Ах, какое это было удивительное время! Удивительное потому, что, в сущности, это было время всеобщего, хотя и счастливого заблуждения. Была всего лишь оттепель, а казалось, что пришла весна и вот-вот наступит лето. Народ валил памятники Сталину, думая, что с культом покончено навсегда. Поэты собирали многотысячные аудитории, стали властителями дум молодежи, а симпатиями кинематографической аудитории завладели итальянские неореалисты.

В Москве состоялась выставка Пикассо, потом приезжала "Комеди Франсез", потом появился Жерар Филип -- шла Неделя французских фильмов. Возник лозунг "Руси-хинди, бхай, бхай" (по случаю приезда Джавахарлала Неру), короче говоря, Н.С.Хрущев отрывал доски с заколоченного окна в Европу, в мир. Одновременно появились стиляги, фельетон "Плесень", чуваки и чувихи, лабухи и первые записи джаза "на костях". А в квартирах зазвучал негромкий проникновенный голос Булаты Окуджавы.

Один остроумец так и назвал это время -- эпоха черного кофе, керамики и песенок Окуджавы. Что ж, все так, и кофе становился распространенным напитком, появилась и керамика, и модерновая мебель, ради которой порой выкидывали бесценные старинные вещи русских мастеров. Один очень хороший мосфильмовский художник А.Борисов купил письменный стол времен Петра I за... три рубля.
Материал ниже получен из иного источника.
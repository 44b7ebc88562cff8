//! Relations: typed, directed links from one object to a set of others.
//!
//! Object ids held here are soft references. Creating a relation never checks
//! that the objects exist, and deleting an object leaves its relations intact.

use serde::{Deserialize, Serialize};
use validator::Validate;

use crate::{
  id::{ObjectId, RelationId},
  validate::{id_not_blank, not_blank},
};

#[derive(Debug, Clone, PartialEq, Eq, Serialize, Deserialize)]
pub struct RelationRecord {
  pub id:                   RelationId,
  pub primary_object_id:    ObjectId,
  pub secondary_object_ids: Vec<ObjectId>,
  /// Free-form tag, e.g. `depends_on` or `Item-to-Document`.
  pub relation_type:        String,
  pub description:          Option<String>,
}

impl RelationRecord {
  pub fn create(input: NewRelation) -> Self {
    Self {
      id:                   RelationId::generate(),
      primary_object_id:    input.primary_object_id,
      secondary_object_ids: input.secondary_object_ids,
      relation_type:        input.relation_type,
      description:          input.description,
    }
  }

  pub fn apply(&mut self, patch: RelationPatch) {
    if let Some(primary) = patch.primary_object_id {
      self.primary_object_id = primary;
    }
    if let Some(secondary) = patch.secondary_object_ids {
      self.secondary_object_ids = secondary;
    }
    if let Some(relation_type) = patch.relation_type {
      self.relation_type = relation_type;
    }
    if let Some(description) = patch.description {
      self.description = Some(description);
    }
  }

  /// `true` if `object_id` is the primary object or one of the secondaries.
  pub fn involves(&self, object_id: &ObjectId) -> bool {
    &self.primary_object_id == object_id
      || self.secondary_object_ids.contains(object_id)
  }
}

/// Input to [`crate::store::EntityStore::create_relation`].
#[derive(Debug, Clone, Deserialize, Validate)]
pub struct NewRelation {
  #[validate(custom(function = "id_not_blank"))]
  pub primary_object_id:    ObjectId,
  #[serde(default)]
  pub secondary_object_ids: Vec<ObjectId>,
  #[validate(custom(function = "not_blank"))]
  pub relation_type:        String,
  pub description:          Option<String>,
}

impl NewRelation {
  pub fn new(
    primary_object_id: ObjectId,
    secondary_object_ids: Vec<ObjectId>,
    relation_type: impl Into<String>,
  ) -> Self {
    Self {
      primary_object_id,
      secondary_object_ids,
      relation_type: relation_type.into(),
      description: None,
    }
  }
}

#[derive(Debug, Clone, Default, Deserialize, Validate)]
pub struct RelationPatch {
  #[validate(custom(function = "id_not_blank"))]
  pub primary_object_id:    Option<ObjectId>,
  pub secondary_object_ids: Option<Vec<ObjectId>>,
  #[validate(custom(function = "not_blank"))]
  pub relation_type:        Option<String>,
  pub description:          Option<String>,
}
//! In-memory backend for the Object Design System entity store.
//!
//! Four independent collections behind one async `RwLock`. Nothing is
//! persisted; dropping the last clone of a [`MemStore`] drops the data.

mod collection;
mod store;

pub use store::MemStore;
На улице купил -- его даже в комиссионку не хотели брать!

Молодежь открывала для себя Хемингуэя, Ремарка и "Золотого теленка", долгое время пребывавшего в забвении. Студенты-технари превращались в остаповедов-бендероведов, экзаменуя друг друга, что сказал великий комбинатор по тому или иному поводу.
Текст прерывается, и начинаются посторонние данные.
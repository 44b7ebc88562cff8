//! Error type for `ods-store-sqlite`.

use thiserror::Error;

#[derive(Debug, Error)]
pub enum Error {
  #[error("core error: {0}")]
  Core(#[from] ods_core::Error),

  #[error("database error: {0}")]
  Database(#[from] tokio_rusqlite::Error),

  #[error("json error: {0}")]
  Json(#[from] serde_json::Error),

  #[error("date/time parse error: {0}")]
  DateParse(String),

  /// A stored integer does not fit the domain type.
  #[error("column {column} out of range: {value}")]
  OutOfRange { column: &'static str, value: i64 },
}

pub type Result<T, E = Error> = std::result::Result<T, E>;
Но самым главным, что, казалось, подтверждало -- назад пути не будет, стала массовая реабилитация репрессированных. Хрущев подтвердил это, сказав, что все лагеря с политическими заключенными ликвидируются. В горячке, столь свойственной импульсивному Никите Сергеевичу, он даже приказал разрушить Таганскую тюрьму и сократил милицию, решив, что народные дружины полнее справятся с порядком на улице. Ах, Никита Сергеевич, Никита Сергеевич! Как лихо он боролся со Сталиным сталинскими же методами, не замечая, что впадает в волюнтаризм, который ему дорого обойдется. Он ездил по стране, как управляющий по имению, насаждал кукурузу, уничтожал пары, извлек из глубинки бабку Загладу и дал ее деятелям искусства в наставники.